New artificial intelligence (AI) technology that detects subtle changes in the retina could prove a game-changer in helping millions of people avoid vision loss or blindness.
The retinal deep learning model has been developed during a three-year study by Monash University.
While the technology will help detect and predict the risk of retinal vein occlusion (RVO), it also has the potential to predict the risk of heart attack and stroke.
RVO occurs when a blood clot blocks a vein in the retina.
The study, published in the prestigious journal Eye, was carried out by Monash Medical AI Group, which sits within the university’s Monash eResearch Centre.
Study author Associate Professor Zongyuan Ge said RVO is the second most common retinal vascular disease in the world, affecting an estimated 16 million people. If diagnosed too late or left untreated, it can lead to vision loss, or in serious cases, blindness.

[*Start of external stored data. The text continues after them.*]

//! Reference-counted allocator over the physical blocks of a cache.
//!
//! Blocks leave the free list on [`BlockAllocator::allocate`] with a reference
//! count of one. [`BlockAllocator::fork`] lets another sequence share them
//! (prefix sharing) and [`BlockAllocator::free`] drops one reference, returning
//! a block to the free list when its count reaches zero.

use std::collections::VecDeque;
use std::sync::{Arc, Mutex, MutexGuard};

use opkit_core::{OpError, Result};

use crate::kv_cache::CacheLayout;

/// Index of a physical cache block.
pub type BlockId = u32;

#[derive(Debug, Clone, Copy, Default, PartialEq, Eq)]
pub struct BlockAllocatorStats {
    pub total_blocks: usize,
    pub allocated_blocks: usize,
    pub free_blocks: usize,
    pub block_size: usize,
    pub total_allocations: usize,
    pub total_frees: usize,
    pub peak_usage: usize,
}

#[derive(Debug)]
struct AllocatorState {
    block_size: usize,
    free_list: VecDeque<BlockId>,
    ref_counts: Vec<u32>,
    total_allocations: usize,
    total_frees: usize,
    peak_usage: usize,
}

impl AllocatorState {
    fn new(total_blocks: usize, block_size: usize) -> Self {
        Self {
            block_size,
            free_list: (0..total_blocks as BlockId).collect(),
            ref_counts: vec![0; total_blocks],
            total_allocations: 0,
            total_frees: 0,
            peak_usage: 0,
        }
    }

    fn total_blocks(&self) -> usize {
        self.ref_counts.len()
    }

    fn allocated(&self) -> usize {
        self.total_blocks() - self.free_list.len()
    }

    fn check_live(&self, blocks: &[BlockId], op: &str) -> Result<()> {
        for &id in blocks {
            match self.ref_counts.get(id as usize) {
                None => {
                    return Err(OpError::argument(
                        "block",
                        format!("{op}: block {id} outside the {} cache blocks", self.total_blocks()),
                    ))
                }
                Some(0) => {
                    return Err(OpError::argument("block", format!("{op}: block {id} is not allocated")))
                }
                Some(_) => {}
            }
        }
        Ok(())
    }
}

/// Thread-safe handle; clones share the same pool.
#[derive(Debug, Clone)]
pub struct BlockAllocator {
    state: Arc<Mutex<AllocatorState>>,
}

impl BlockAllocator {
    pub fn new(total_blocks: usize, block_size: usize) -> Result<Self> {
        if block_size == 0 {
            return Err(OpError::argument("block_size", "must be positive"));
        }
        if total_blocks > BlockId::MAX as usize {
            return Err(OpError::argument("total_blocks", format!("{total_blocks} exceeds the block id range")));
        }
        Ok(Self {
            state: Arc::new(Mutex::new(AllocatorState::new(total_blocks, block_size))),
        })
    }

    /// Allocator covering every block of `layout`.
    pub fn for_layout(layout: &CacheLayout) -> Result<Self> {
        Self::new(layout.num_blocks, layout.block_size)
    }

    fn state(&self) -> MutexGuard<'_, AllocatorState> {
        self.state.lock().unwrap_or_else(|poisoned| poisoned.into_inner())
    }

    /// Takes `count` blocks off the free list, all or nothing.
    pub fn allocate(&self, count: usize) -> Result<Vec<BlockId>> {
        if count == 0 {
            return Ok(Vec::new());
        }
        let mut state = self.state();
        if state.free_list.len() < count {
            return Err(OpError::argument(
                "count",
                format!(
                    "cannot allocate {count} blocks: only {} of {} free",
                    state.free_list.len(),
                    state.total_blocks()
                ),
            ));
        }
        let blocks: Vec<BlockId> = state.free_list.drain(..count).collect();
        for &id in &blocks {
            state.ref_counts[id as usize] = 1;
        }
        state.total_allocations += 1;
        state.peak_usage = state.peak_usage.max(state.allocated());
        log::debug!("allocated blocks {blocks:?}, {} free", state.free_list.len());
        Ok(blocks)
    }

    /// Adds a reference to each allocated block.
    pub fn fork(&self, blocks: &[BlockId]) -> Result<()> {
        let mut state = self.state();
        state.check_live(blocks, "fork")?;
        for &id in blocks {
            state.ref_counts[id as usize] += 1;
        }
        Ok(())
    }

    /// Drops one reference per block; blocks reaching zero become free.
    pub fn free(&self, blocks: &[BlockId]) -> Result<()> {
        if blocks.is_empty() {
            return Ok(());
        }
        let mut state = self.state();
        // a block listed twice must hold two references
        let mut released: Vec<BlockId> = blocks.to_vec();
        released.sort_unstable();
        for run in released.chunk_by(|a, b| a == b) {
            state.check_live(&run[..1], "free")?;
            let held = state.ref_counts[run[0] as usize] as usize;
            if held < run.len() {
                return Err(OpError::argument(
                    "block",
                    format!("free: block {} released {} times with {held} references", run[0], run.len()),
                ));
            }
        }
        let state = &mut *state;
        for &id in blocks {
            let count = &mut state.ref_counts[id as usize];
            *count -= 1;
            if *count == 0 {
                state.free_list.push_back(id);
            }
        }
        state.total_frees += 1;
        Ok(())
    }

    pub fn ref_count(&self, block: BlockId) -> u32 {
        self.state().ref_counts.get(block as usize).copied().unwrap_or(0)
    }

    pub fn block_size(&self) -> usize {
        self.state().block_size
    }

    pub fn total_blocks(&self) -> usize {
        self.state().total_blocks()
    }

    pub fn free_block_count(&self) -> usize {
        self.state().free_list.len()
    }

    pub fn can_allocate(&self, count: usize) -> bool {
        self.free_block_count() >= count
    }

    pub fn stats(&self) -> BlockAllocatorStats {
        let state = self.state();
        BlockAllocatorStats {
            total_blocks: state.total_blocks(),
            allocated_blocks: state.allocated(),
            free_blocks: state.free_list.len(),
            block_size: state.block_size,
            total_allocations: state.total_allocations,
            total_frees: state.total_frees,
            peak_usage: state.peak_usage,
        }
    }

    /// Returns every block to the free list and clears the counters.
    pub fn reset(&self) {
        let mut state = self.state();
        let (total, block_size) = (state.total_blocks(), state.block_size);
        *state = AllocatorState::new(total, block_size);
    }
}
//! FP8 E4M3 (OCP "fn" flavour) codec used for quantized KV caches and
//! fp8 attention outputs.
//!
//! Layout: 1 sign bit, 4 exponent bits (bias 7), 3 mantissa bits. There are
//! no infinities; `S.1111.111` is NaN and the largest finite magnitude is 448.
//! Encoding saturates instead of overflowing.

/// Largest finite E4M3 magnitude.
pub const E4M3_MAX: f32 = 448.0;

const NAN_BITS: u8 = 0x7F;
const MAX_BITS: u8 = 0x7E;

pub fn e4m3_to_f32(bits: u8) -> f32 {
    let sign = if bits & 0x80 != 0 { -1.0f32 } else { 1.0 };
    let exp = ((bits >> 3) & 0x0F) as i32;
    let man = (bits & 0x07) as f32;
    if exp == 0x0F && bits & 0x07 == 0x07 {
        return f32::NAN;
    }
    if exp == 0 {
        sign * man * 2f32.powi(-9)
    } else {
        sign * (1.0 + man / 8.0) * 2f32.powi(exp - 7)
    }
}

/// Round-to-nearest-even encode with saturation to ±448.
pub fn f32_to_e4m3(value: f32) -> u8 {
    if value.is_nan() {
        return NAN_BITS;
    }
    let sign = if value.is_sign_negative() { 0x80u8 } else { 0 };
    let magnitude = value.abs().min(E4M3_MAX);

    if magnitude < 2f32.powi(-6) {
        // Subnormal range: uniform steps of 2^-9; a carry into 8 lands exactly
        // on the smallest normal encoding.
        let steps = (magnitude * 2f32.powi(9)).round_ties_even() as u8;
        return sign | steps;
    }

    let mut exponent = ((magnitude.to_bits() >> 23) & 0xFF) as i32 - 127;
    let mantissa = magnitude / 2f32.powi(exponent) - 1.0;
    let mut quantized = (mantissa * 8.0).round_ties_even() as u32;
    if quantized == 8 {
        exponent += 1;
        quantized = 0;
    }
    let biased = exponent + 7;
    if biased > 15 || (biased == 15 && quantized >= 7) {
        return sign | MAX_BITS;
    }
    sign | ((biased as u8) << 3) | quantized as u8
}

/// Dequantizes a byte slice with a per-tensor scale.
pub fn decode_scaled(bytes: &[u8], scale: f32) -> Vec<f32> {
    bytes.iter().map(|&b| e4m3_to_f32(b) * scale).collect()
}

/// Quantizes `values / scale` into E4M3 bytes.
pub fn encode_scaled(values: &[f32], scale: f32) -> Vec<u8> {
    let inv = 1.0 / scale;
    values.iter().map(|&v| f32_to_e4m3(v * inv)).collect()
}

During the study, researchers trained an AI model to distinguish between more than 10,500 fundus images collected from the West China Hospital of Sichuan University.
Assoc Prof Ge said AI had previously focussed on eye diseases such as diabetic retinopathy, glaucoma or cataracts.
“However, it’s rare that a study links fundus images to neurological and systemic disease risk factors,” he said.
“We believe our study enhances our understanding of what AI can really do in disease diagnosis and management.
“The ability of artificial intelligence to perform massive calculations and capture unknown and seemingly unrelated factors for classification is far beyond human thinking and capabilities,” Assoc Prof Ge noted in a media release issued by Monash University.
It is hoped the algorithm tool will help doctors and clinicians predict the risk of RVO and other cardiovascular and cerebrovascular diseases – even if they are not specialists.
All they will need is a ‘smart’ fundus camera, which are now widely available, even in developing countries, and a cloud computing platform integrated with the AI algorithm.
Assoc Prof Ge said he hoped the algorithm will make it much cheaper and more accessible for patients to check their eye health – perhaps AU$20–40, compared to cost of an MRI scan, which could cost thousands in some countries.
It is hoped the study will lead to clinical trials in China, Australia, the United Kingdom and the United States.